=== Task description ===
Be exact. Print each record as it stands.

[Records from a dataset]
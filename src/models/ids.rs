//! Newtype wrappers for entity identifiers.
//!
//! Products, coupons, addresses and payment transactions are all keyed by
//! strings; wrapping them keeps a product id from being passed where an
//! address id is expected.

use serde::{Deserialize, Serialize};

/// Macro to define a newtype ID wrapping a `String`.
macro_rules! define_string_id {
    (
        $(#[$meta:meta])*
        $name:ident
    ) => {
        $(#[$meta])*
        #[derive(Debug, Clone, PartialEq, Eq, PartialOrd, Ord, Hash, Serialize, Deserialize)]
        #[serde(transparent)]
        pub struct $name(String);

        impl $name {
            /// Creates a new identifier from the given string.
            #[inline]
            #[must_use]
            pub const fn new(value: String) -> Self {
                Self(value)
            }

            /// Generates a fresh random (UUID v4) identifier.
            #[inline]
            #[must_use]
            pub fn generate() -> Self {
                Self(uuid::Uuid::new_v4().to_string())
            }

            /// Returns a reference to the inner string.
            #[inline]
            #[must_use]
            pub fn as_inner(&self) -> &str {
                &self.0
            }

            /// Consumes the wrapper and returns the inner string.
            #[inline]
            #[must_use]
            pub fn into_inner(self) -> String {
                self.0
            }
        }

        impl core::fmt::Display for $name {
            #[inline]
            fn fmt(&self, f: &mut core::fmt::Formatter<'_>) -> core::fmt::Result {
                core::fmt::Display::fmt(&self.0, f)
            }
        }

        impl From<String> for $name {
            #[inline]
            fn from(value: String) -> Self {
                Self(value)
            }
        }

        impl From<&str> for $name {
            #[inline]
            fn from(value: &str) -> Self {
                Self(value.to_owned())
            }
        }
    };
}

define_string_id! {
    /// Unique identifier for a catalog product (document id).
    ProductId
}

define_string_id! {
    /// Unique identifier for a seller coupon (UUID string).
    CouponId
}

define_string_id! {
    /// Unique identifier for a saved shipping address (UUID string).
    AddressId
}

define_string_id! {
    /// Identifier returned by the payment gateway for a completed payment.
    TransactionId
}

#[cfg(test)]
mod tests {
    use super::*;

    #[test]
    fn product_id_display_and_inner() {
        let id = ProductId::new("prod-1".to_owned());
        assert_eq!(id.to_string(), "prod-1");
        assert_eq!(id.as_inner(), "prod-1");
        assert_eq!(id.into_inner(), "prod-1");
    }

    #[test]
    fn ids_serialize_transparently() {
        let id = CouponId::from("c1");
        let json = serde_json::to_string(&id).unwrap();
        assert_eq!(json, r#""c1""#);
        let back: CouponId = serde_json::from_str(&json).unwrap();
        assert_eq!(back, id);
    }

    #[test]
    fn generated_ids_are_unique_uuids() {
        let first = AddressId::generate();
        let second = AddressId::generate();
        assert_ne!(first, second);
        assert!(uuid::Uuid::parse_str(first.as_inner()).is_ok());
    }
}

=== Response area ===
filename src/models/ids.rs
//! Newtype wrappers for entity identifiers.
//!
//! Products, coupons, addresses and payment transactions are all keyed by
//! strings; wrapping them keeps a product id from being passed where an
//! address id is expected.

use serde::{Deserialize, Serialize};

/// Macro to define a newtype ID wrapping a `String`.
macro_rules! define_string_id {
    (
        $(#[$meta:meta])*
        $name:ident
    ) => {
        $(#[$meta])*
        #[derive(Debug, Clone, PartialEq, Eq, PartialOrd, Ord, Hash, Serialize, Deserialize)]
        #[serde(transparent)]
        pub struct $name(String);

        impl $name {
            /// Creates a new identifier from the given string.
            #[inline]
            #[must_use]
            pub const fn new(value: String) -> Self {
                Self(value)
            }

            /// Generates a fresh random (UUID v4) identifier.
            #[inline]
            #[must_use]
            pub fn generate() -> Self {
                Self(uuid::Uuid::new_v4().to_string())
            }

            /// Returns a reference to the inner string.
            #[inline]
            #[must_use]
            pub fn as_inner(&self) -> &str {
                &self.0
            }

            /// Consumes the wrapper and returns the inner string.
            #[inline]
            #[must_use]
            pub fn into_inner(self) -> String {
                self.0
            }
        }

        impl core::fmt::Display for $name {
            #[inline]
            fn fmt(&self, f: &mut core::fmt::Formatter<'_>) -> core::fmt::Result {
                core::fmt::Display::fmt(&self.0, f)
            }
        }

        impl From<String> for $name {
            #[inline]
            fn from(value: String) -> Self {
                Self(value)
            }
        }

        impl From<&str> for $name {
            #[inline]
            fn from(value: &str) -> Self {
                Self(value.to_owned())
            }
        }
    };
}

define_string_id! {
    /// Unique identifier for a catalog product (document id).
    ProductId
}

define_string_id! {
    /// Unique identifier for a seller coupon (UUID string).
    CouponId
}

define_string_id! {
    /// Unique identifier for a saved shipping address (UUID string).
    AddressId
}

define_string_id! {
    /// Identifier returned by the payment gateway for a completed payment.
    TransactionId
}

#[cfg(test)]
mod tests {
    use super::*;

    #[test]
    fn product_id_display_and_inner() {
        let id = ProductId::new("prod-1".to_owned());
        assert_eq!(id.to_string(), "prod-1");
        assert_eq!(id.as_inner(), "prod-1");
        assert_eq!(id.into_inner(), "prod-1");
    }

    #[test]
    fn ids_serialize_transparently() {
        let id = CouponId::from("c1");
        let json = serde_json::to_string(&id).unwrap();
        assert_eq!(json, r#""c1""#);
        let back: CouponId = serde_json::from_str(&json).unwrap();
        assert_eq!(back, id);
    }

    #[test]
    fn generated_ids_are_unique_uuids() {
        let first = AddressId::generate();
        let second = AddressId::generate();
        assert_ne!(first, second);
        assert!(uuid::Uuid::parse_str(first.as_inner()).is_ok());
    }
}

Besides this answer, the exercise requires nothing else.